Monday, December 28, 2009

Significance

I am up at 3:30 a.m. on Monday morning still thinking about the second point of the sermon on Sunday. The sermon was What on earth Am I Here For?, the first in the 40 Days of Purpose campaign. The second point asks, "Does my life matter?" It is a question about the significance of my life.

The answer is, my life matters because I was made to last forever. At first there was seemed to be a real disconnect logically for me in this point. I kept it in the sermon because obviously, if I last forever, this life matters because it determines my eternal destiny. Here is my trouble, that is selfish and man centered and thus, did not jive with the first point, which says my life has a purpose, to be loved by God. Which means life is all about God, not all about me.

So, how does the eternality of my existence make my life significant? There are several reasons that I have come up with during my insomnia.

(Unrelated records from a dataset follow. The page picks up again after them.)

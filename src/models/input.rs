//! Bonus input models.
//!
//! Raw inputs carry exactly what the user typed, one optional string per
//! field. Validated inputs are produced by [`crate::validation::InputValidator`]
//! and are the only thing the calculator accepts.

use chrono::NaiveDate;
use rust_decimal::Decimal;
use serde::{Deserialize, Serialize};

use super::Field;

/// The two bonus scenarios, selected by how long the employee has worked
/// at the company.
#[derive(Debug, Clone, Copy, PartialEq, Eq, Hash, Serialize, Deserialize)]
#[serde(rename_all = "snake_case")]
pub enum Scenario {
    /// More than one year employed; bonus days are supplied by company policy.
    Tenured,
    /// Less than one year employed; the bonus is prorated by days worked.
    NewHire,
}

impl Scenario {
    /// Returns the wire name of the scenario.
    pub fn as_str(&self) -> &'static str {
        match self {
            Scenario::Tenured => "tenured",
            Scenario::NewHire => "new_hire",
        }
    }

    /// Returns the form fields of this scenario, in display order.
    pub fn fields(&self) -> &'static [Field] {
        match self {
            Scenario::Tenured => &[Field::MonthlySalary, Field::BonusDays],
            Scenario::NewHire => &[Field::MonthlySalary, Field::StartDate, Field::EndDate],
        }
    }
}

/// Validated input for the tenured formula.
#[derive(Debug, Clone, PartialEq, Eq, Serialize, Deserialize)]
pub struct TenuredInput {
    /// Gross monthly salary. Always positive.
    pub monthly_salary: Decimal,
    /// Days of bonus pay owed. Always positive.
    pub bonus_days: Decimal,
}

/// Validated input for the new-hire formula.
#[derive(Debug, Clone, PartialEq, Eq, Serialize, Deserialize)]
pub struct NewHireInput {
    /// Gross monthly salary. Always positive.
    pub monthly_salary: Decimal,
    /// The date employment started.
    pub start_date: NaiveDate,
    /// The date the bonus is paid. Never before `start_date`.
    pub end_date: NaiveDate,
}

/// A validated bonus input for either scenario.
///
/// # Example
///
/// ```
/// use aguinaldo_engine::models::{BonusInput, Scenario, TenuredInput};
/// use rust_decimal::Decimal;
///
/// let input = BonusInput::Tenured(TenuredInput {
///     monthly_salary: Decimal::new(9000, 0),
///     bonus_days: Decimal::new(15, 0),
/// });
/// assert_eq!(input.scenario(), Scenario::Tenured);
/// ```
#[derive(Debug, Clone, PartialEq, Eq, Serialize, Deserialize)]
#[serde(tag = "scenario", rename_all = "snake_case")]
pub enum BonusInput {
    /// Tenured employee input.
    Tenured(TenuredInput),
    /// New hire input.
    NewHire(NewHireInput),
}

impl BonusInput {
    /// Returns the scenario this input belongs to.
    pub fn scenario(&self) -> Scenario {
        match self {
            BonusInput::Tenured(_) => Scenario::Tenured,
            BonusInput::NewHire(_) => Scenario::NewHire,
        }
    }

    /// Returns the monthly salary shared by both scenarios.
    pub fn monthly_salary(&self) -> Decimal {
        match self {
            BonusInput::Tenured(input) => input.monthly_salary,
            BonusInput::NewHire(input) => input.monthly_salary,
        }
    }
}

/// Unvalidated tenured input as entered in the form.
#[derive(Debug, Clone, Default, PartialEq, Eq, Serialize, Deserialize)]
pub struct RawTenuredInput {
    /// Raw monthly salary text.
    #[serde(default)]
    pub monthly_salary: Option<String>,
    /// Raw bonus days text.
    #[serde(default)]
    pub bonus_days: Option<String>,
}

/// Unvalidated new-hire input as entered in the form.
#[derive(Debug, Clone, Default, PartialEq, Eq, Serialize, Deserialize)]
pub struct RawNewHireInput {
    /// Raw monthly salary text.
    #[serde(default)]
    pub monthly_salary: Option<String>,
    /// Raw start date text, `YYYY-MM-DD`.
    #[serde(default)]
    pub start_date: Option<String>,
    /// Raw payment date text, `YYYY-MM-DD`.
    #[serde(default)]
    pub end_date: Option<String>,
}

/// Unvalidated input for either scenario.
#[derive(Debug, Clone, PartialEq, Eq, Serialize, Deserialize)]
#[serde(tag = "scenario", rename_all = "snake_case")]
pub enum RawBonusInput {
    /// Raw tenured input.
    Tenured(RawTenuredInput),
    /// Raw new hire input.
    NewHire(RawNewHireInput),
}

impl RawBonusInput {
    /// Returns an empty raw input for the given scenario.
    pub fn empty(scenario: Scenario) -> Self {
        match scenario {
            Scenario::Tenured => RawBonusInput::Tenured(RawTenuredInput::default()),
            Scenario::NewHire => RawBonusInput::NewHire(RawNewHireInput::default()),
        }
    }

    /// Returns the scenario this input belongs to.
    pub fn scenario(&self) -> Scenario {
        match self {
            RawBonusInput::Tenured(_) => Scenario::Tenured,
            RawBonusInput::NewHire(_) => Scenario::NewHire,
        }
    }

    /// Returns the raw text of a field, or `None` if it is empty or not
    /// part of this scenario.
    pub fn value(&self, field: Field) -> Option<&str> {
        match (self, field) {
            (RawBonusInput::Tenured(raw), Field::MonthlySalary) => raw.monthly_salary.as_deref(),
            (RawBonusInput::Tenured(raw), Field::BonusDays) => raw.bonus_days.as_deref(),
            (RawBonusInput::NewHire(raw), Field::MonthlySalary) => raw.monthly_salary.as_deref(),
            (RawBonusInput::NewHire(raw), Field::StartDate) => raw.start_date.as_deref(),
            (RawBonusInput::NewHire(raw), Field::EndDate) => raw.end_date.as_deref(),
            _ => None,
        }
    }

    /// Returns the slot holding a field's raw text, or `None` if the field
    /// is not part of this scenario.
    pub fn slot_mut(&mut self, field: Field) -> Option<&mut Option<String>> {
        match (self, field) {
            (RawBonusInput::Tenured(raw), Field::MonthlySalary) => Some(&mut raw.monthly_salary),
            (RawBonusInput::Tenured(raw), Field::BonusDays) => Some(&mut raw.bonus_days),
            (RawBonusInput::NewHire(raw), Field::MonthlySalary) => Some(&mut raw.monthly_salary),
            (RawBonusInput::NewHire(raw), Field::StartDate) => Some(&mut raw.start_date),
            (RawBonusInput::NewHire(raw), Field::EndDate) => Some(&mut raw.end_date),
            _ => None,
        }
    }
}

First, my life is significant because it matters to God. My individual life was planned for God's pleasure. That does not mean that God planned, or forces, the whole thing to be a bed of roses. As a matter of fact, the rougher the start and the more glorious the end, the greater the glory to God.

Second, my life is significant to me. Obviously, this life determines the eternal reward or punishment that I receive from God. That makes this life eternally significant to myself.

Third, considering the other five purposes, my life is significant eternally because of what I do for others. Worship is often corporate and we learn about the greatness of God often through others worship; the eternal significance of another persons life affects us. Fellowship requires others. For others to fulfill their eternal purpose of fellowship they need my presence and help. Discipleship is essentially learning from another. I know of no true Christian who discipled himself or herself. Discipleship is a team sport, you matter to others. Ministry and service is a social function. You must serve others and they you. Plus, your service may impact them eternally. Evangelism is obviously other focused as well. When you share Christ, you change another persons eternal reward of punishment for them.

Consider Abraham. Through him all nations on earth have been and will be blessed. His one life became eternally significant for all who have had a relationship with God ever since. There was a cost, really, how many of us would like our Hagar, Ishmael, and laughter at God's promises written down for all of history to read? But, because he trusted God with everything, even his greatest failures are teaching us eternal lessons.

Now, I consider many funerals I have preached. Technically, I must preach God's grace and present the family with hope that their loved one is in heaven because I prayed the sinners prayer with them just before the person died. But what I often want to do is scream out to the family, "Don't live your life like this!" "This was a horrible example!" In many cases at funerals I believe that ministers simply allow the message of a life to be, here is how you can live really bad and still go to Heaven.

So, if you choose to live a life that disregards God, it will be eternally significant and you will drag many others to your luke-warm eternal demise. But, if you choose to serve God 100%, you will influence the happy, prosperous, and rewarding eternity of many.

No mater what you do, your life is eternally and immensely significant.

It is now 4:05. Tomorrow will be quite significant and I should go back to bed.